My leap of faith took place over a 6 year span. I never thought I would get through it but somehow you always do. You dig deep within you to find all the strenghth you have and just make it through it.

When my daughter was 8 months old she became very ill. At the time my mother in law and my Dad were diagnosed with cancer.
Not only was I to support my husband through the illness of his mother I was to care for a sick daughter and take care of my dad.

After my daughter was released from the hospital my step father in law passed away unexpectantly. Now my mother in law was by her self. Battling cancer on her own. My dad was taking radiation treatments and my daughter was still sick.

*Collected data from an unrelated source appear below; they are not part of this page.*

use std::sync::Arc;

use bigdecimal::BigDecimal;
use chrono::Utc;

use crate::domain::cart::{LineItem, UserId};
use crate::domain::errors::DomainError;
use crate::domain::order::{
    is_provider_reference, Invoice, InvoiceDetail, InvoiceView, NewInvoice, NewInvoiceDetail,
    NewReconciliation, Reconciliation, SellerOrder, SellerOrderStatus, SellerOrderView,
};
use crate::domain::ports::OrderRepository;

/// Invoice persistence and seller-order tracking.
///
/// None of these writes are atomic with each other; callers sequence them.
#[derive(Clone)]
pub struct OrderService {
    repo: Arc<dyn OrderRepository>,
}

impl OrderService {
    pub fn new(repo: Arc<dyn OrderRepository>) -> Self {
        Self { repo }
    }

    pub async fn write_invoice(
        &self,
        user_id: UserId,
        grand_total: BigDecimal,
        invoice_number: String,
    ) -> Result<Invoice, DomainError> {
        self.repo
            .insert_invoice(NewInvoice {
                user_id,
                total: grand_total,
                invoice_number,
                issued_at: Utc::now(),
            })
            .await
            .map_err(into_write_error)
    }

    /// Writes one detail row per unit, so a line item with quantity 3 yields
    /// three rows.
    pub async fn write_invoice_details(
        &self,
        invoice_id: i64,
        items: &[LineItem],
    ) -> Result<Vec<InvoiceDetail>, DomainError> {
        let rows: Vec<NewInvoiceDetail> = items
            .iter()
            .flat_map(|item| {
                (0..item.quantity).map(move |_| NewInvoiceDetail {
                    invoice_id,
                    product_id: item.product_id,
                })
            })
            .collect();

        self.repo
            .insert_invoice_details(&rows)
            .await
            .map_err(into_write_error)
    }

    pub async fn write_seller_order(&self, invoice_id: i64) -> Result<SellerOrder, DomainError> {
        self.repo
            .insert_seller_order(invoice_id, SellerOrderStatus::Pending)
            .await
            .map_err(into_write_error)
    }

    /// Validates `new_status` before touching the store.
    pub async fn update_seller_order_status(
        &self,
        order_id: i64,
        new_status: &str,
    ) -> Result<SellerOrder, DomainError> {
        let status: SellerOrderStatus = new_status.parse()?;
        if order_id <= 0 {
            return Err(DomainError::InvalidArgument(format!(
                "invalid order id {}",
                order_id
            )));
        }

        self.repo
            .update_seller_order_status(order_id, status)
            .await?
            .ok_or_else(|| DomainError::NotFound(format!("seller order {}", order_id)))
    }

    pub async fn list_seller_orders(&self) -> Result<Vec<SellerOrderView>, DomainError> {
        self.repo.list_seller_orders().await
    }

    pub async fn find_invoice(&self, id: i64) -> Result<InvoiceView, DomainError> {
        self.repo
            .find_invoice_by_id(id)
            .await?
            .ok_or_else(|| DomainError::NotFound(format!("invoice {}", id)))
    }

    /// Looks invoices up by a fragment of their number, typically the
    /// provider order id.
    pub async fn search_invoices(&self, fragment: &str) -> Result<Vec<Invoice>, DomainError> {
        let fragment = fragment.trim();
        if fragment.is_empty() {
            return Err(DomainError::InvalidArgument(
                "search term is required".to_string(),
            ));
        }
        if !is_provider_reference(fragment) {
            return Err(DomainError::InvalidArgument(
                "search term may only contain letters, digits and '-'".to_string(),
            ));
        }
        self.repo.find_invoices_by_number(fragment).await
    }

    pub async fn open_reconciliation(
        &self,
        provider_order_id: &str,
        user_id: UserId,
        amount: Option<BigDecimal>,
    ) -> Result<Reconciliation, DomainError> {
        self.repo
            .insert_reconciliation(NewReconciliation {
                provider_order_id: provider_order_id.to_string(),
                user_id,
                amount,
            })
            .await
            .map_err(into_write_error)
    }

    pub async fn resolve_reconciliation(
        &self,
        id: i64,
        invoice_number: &str,
    ) -> Result<(), DomainError> {
        self.repo
            .resolve_reconciliation(id, invoice_number)
            .await
            .map_err(into_write_error)
    }
}

fn into_write_error(e: DomainError) -> DomainError {
    match e {
        DomainError::Store(msg) => DomainError::Write(msg),
        other => other,
    }
}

With in the year my daughter was doing better but we lost my mother in law. My dad needed my help more and for 6 years I did what ever I could to help him.

My leap of faith came when he got sick. I loved my dad and had great respect for him but I didn't really like the guy.
After pulling all my strength together to care for him I learned to love him for who he really was. I learned to forgive and forget the past. I am thankful I had that time with him. I had learned alot from him in the last 6 years of his life.

Two years after the death of my dad my little brother passed from a heart attack.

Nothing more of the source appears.